One curious and timely aspect in G.K. Chesterton's The Man Who Was Thursday: the novel concerns a group of undercover police officers who are trying to foil an anarchist sect that is plotting a series of bomb attacks in public venues. One of the police officers, as they the team is fleeing across the Normandy countryside with the leaders of the anarchist sect in pursuit, expresses concern that the people in the region will rise up in support of the anarchists. The leader of the police group says that this fear is groundless. He notes that the working class, despite the pretensions or delusions of the anarchists themselves, has no interest in an anarchist movement; the movement will have the support of the wealthiest, the French nobility. He reasons: the poor sometimes wish to get ride of a bad government, but the wealthy always (ital) wish to get rid of all government.
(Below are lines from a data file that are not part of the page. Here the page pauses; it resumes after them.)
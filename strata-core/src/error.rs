//! Error types for STRATA operations

use thiserror::Error;

/// Cache engine errors.
#[derive(Debug, Clone, Error, PartialEq, Eq)]
pub enum CacheError {
    #[error("Invalid entry identifier: \"{identifier}\"")]
    InvalidIdentifier { identifier: String },

    #[error("Invalid tag: \"{tag}\"")]
    InvalidTag { tag: String },

    #[error("Unknown cache backend: {kind}")]
    InvalidBackend { kind: String },

    #[error("Unknown cache frontend: {kind}")]
    InvalidCache { kind: String },

    #[error("A cache with identifier \"{identifier}\" is already registered")]
    DuplicateCache { identifier: String },

    #[error("No cache with identifier \"{identifier}\" is registered")]
    NoSuchCache { identifier: String },

    #[error("Backend {backend} unavailable: {reason}")]
    BackendUnavailable { backend: String, reason: String },

    #[error("Corrupt cache entry \"{identifier}\": {reason}")]
    CorruptEntry { identifier: String, reason: String },

    #[error("Could not open resource: {path}")]
    CouldNotOpenResource { path: String },

    #[error("Path {path} exceeds the maximum path length of {maximum}")]
    PathTooLong { path: String, maximum: usize },

    #[error("Invalid options for {backend}: {reason}")]
    InvalidOptions { backend: String, reason: String },

    #[error("No cache has been assigned to backend {backend}")]
    CacheNotAssigned { backend: String },

    #[error("Could not serialize entry \"{identifier}\": {reason}")]
    Serialization { identifier: String, reason: String },
}

impl CacheError {
    /// Whether a caller may treat this failure as a cache miss.
    ///
    /// Only storage unavailability qualifies; everything else is either a
    /// caller bug or a configuration problem.
    pub fn is_recoverable(&self) -> bool {
        matches!(self, CacheError::BackendUnavailable { .. })
    }

    /// Shorthand used by the storage backends when mapping driver errors.
    pub fn unavailable(backend: &str, reason: impl std::fmt::Display) -> Self {
        CacheError::BackendUnavailable {
            backend: backend.to_string(),
            reason: reason.to_string(),
        }
    }
}

/// Configuration pipeline errors.
#[derive(Debug, Clone, Error, PartialEq, Eq)]
pub enum ConfigError {
    #[error("Could not parse configuration file {path}: {reason}")]
    Parse { path: String, reason: String },

    #[error("Could not read configuration file {path}: {reason}")]
    Io { path: String, reason: String },

    #[error("Configuration type \"{name}\" is not registered")]
    InvalidConfigurationType { name: String },

    #[error("Invalid application context \"{context}\": {reason}")]
    InvalidContext { context: String, reason: String },

    #[error("Configuration source {name} failed: {reason}")]
    Source { name: String, reason: String },
}

/// Master error type for all STRATA errors.
#[derive(Debug, Clone, Error, PartialEq, Eq)]
pub enum StrataError {
    #[error("Cache error: {0}")]
    Cache(#[from] CacheError),

    #[error("Config error: {0}")]
    Config(#[from] ConfigError),

    #[error("Telemetry initialization failed: {reason}")]
    Telemetry { reason: String },
}

/// Result type alias for STRATA operations.
pub type StrataResult<T> = Result<T, StrataError>;

/// Result type alias for cache operations.
pub type CacheResult<T> = Result<T, CacheError>;

/// Result type alias for configuration operations.
pub type ConfigResult<T> = Result<T, ConfigError>;

// =============================================================================
// TESTS
// =============================================================================

#[cfg(test)]
mod tests {
    use super::*;

    #[test]
    fn test_cache_error_display_invalid_identifier() {
        let err = CacheError::InvalidIdentifier {
            identifier: "no spaces".to_string(),
        };
        let msg = format!("{}", err);
        assert!(msg.contains("Invalid entry identifier"));
        assert!(msg.contains("no spaces"));
    }

    #[test]
    fn test_cache_error_display_path_too_long() {
        let err = CacheError::PathTooLong {
            path: "/tmp/deep".to_string(),
            maximum: 12,
        };
        let msg = format!("{}", err);
        assert!(msg.contains("/tmp/deep"));
        assert!(msg.contains("12"));
    }

    #[test]
    fn test_cache_error_display_backend_unavailable() {
        let err = CacheError::unavailable("RedisBackend", "connection refused");
        let msg = format!("{}", err);
        assert!(msg.contains("RedisBackend"));
        assert!(msg.contains("connection refused"));
    }

    #[test]
    fn test_only_backend_unavailable_is_recoverable() {
        assert!(CacheError::unavailable("FileBackend", "disk full").is_recoverable());
        assert!(!CacheError::CorruptEntry {
            identifier: "a".to_string(),
            reason: "eof".to_string(),
        }
        .is_recoverable());
        assert!(!CacheError::InvalidTag {
            tag: "%".to_string()
        }
        .is_recoverable());
        assert!(!CacheError::CacheNotAssigned {
            backend: "PdoBackend".to_string()
        }
        .is_recoverable());
    }

    #[test]
    fn test_config_error_display_parse() {
        let err = ConfigError::Parse {
            path: "Configuration/Settings.yaml".to_string(),
            reason: "did not find expected key".to_string(),
        };
        let msg = format!("{}", err);
        assert!(msg.contains("Settings.yaml"));
        assert!(msg.contains("did not find expected key"));
    }

    #[test]
    fn test_config_error_display_invalid_type() {
        let err = ConfigError::InvalidConfigurationType {
            name: "Routes".to_string(),
        };
        assert!(format!("{}", err).contains("Routes"));
    }

    #[test]
    fn test_strata_error_from_variants() {
        let cache = StrataError::from(CacheError::InvalidBackend {
            kind: "MemcachedBackend".to_string(),
        });
        assert!(matches!(cache, StrataError::Cache(_)));

        let config = StrataError::from(ConfigError::Source {
            name: "Policy".to_string(),
            reason: "boom".to_string(),
        });
        assert!(matches!(config, StrataError::Config(_)));
    }
}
This message is timely and on point today at the dawn of the Trump administration: it's the 1 percent that supports Trump and wants to get rid of all government, specifically regulations and taxation; the working class is deluded into thinking that the decimation of government is in their best interest - obviously not the case. This insight is proven correct, in the course of Chesterton's novel, as the wealthy landowner whom the police officers believe to be their friend and ally turns upon them and betrays them. What will happen in the U.S.? Abandoning regulation (SEC, EPA, et al) and diminishing government services (health care, national parks and monuments, et al.) serves the best interest of exactly whom?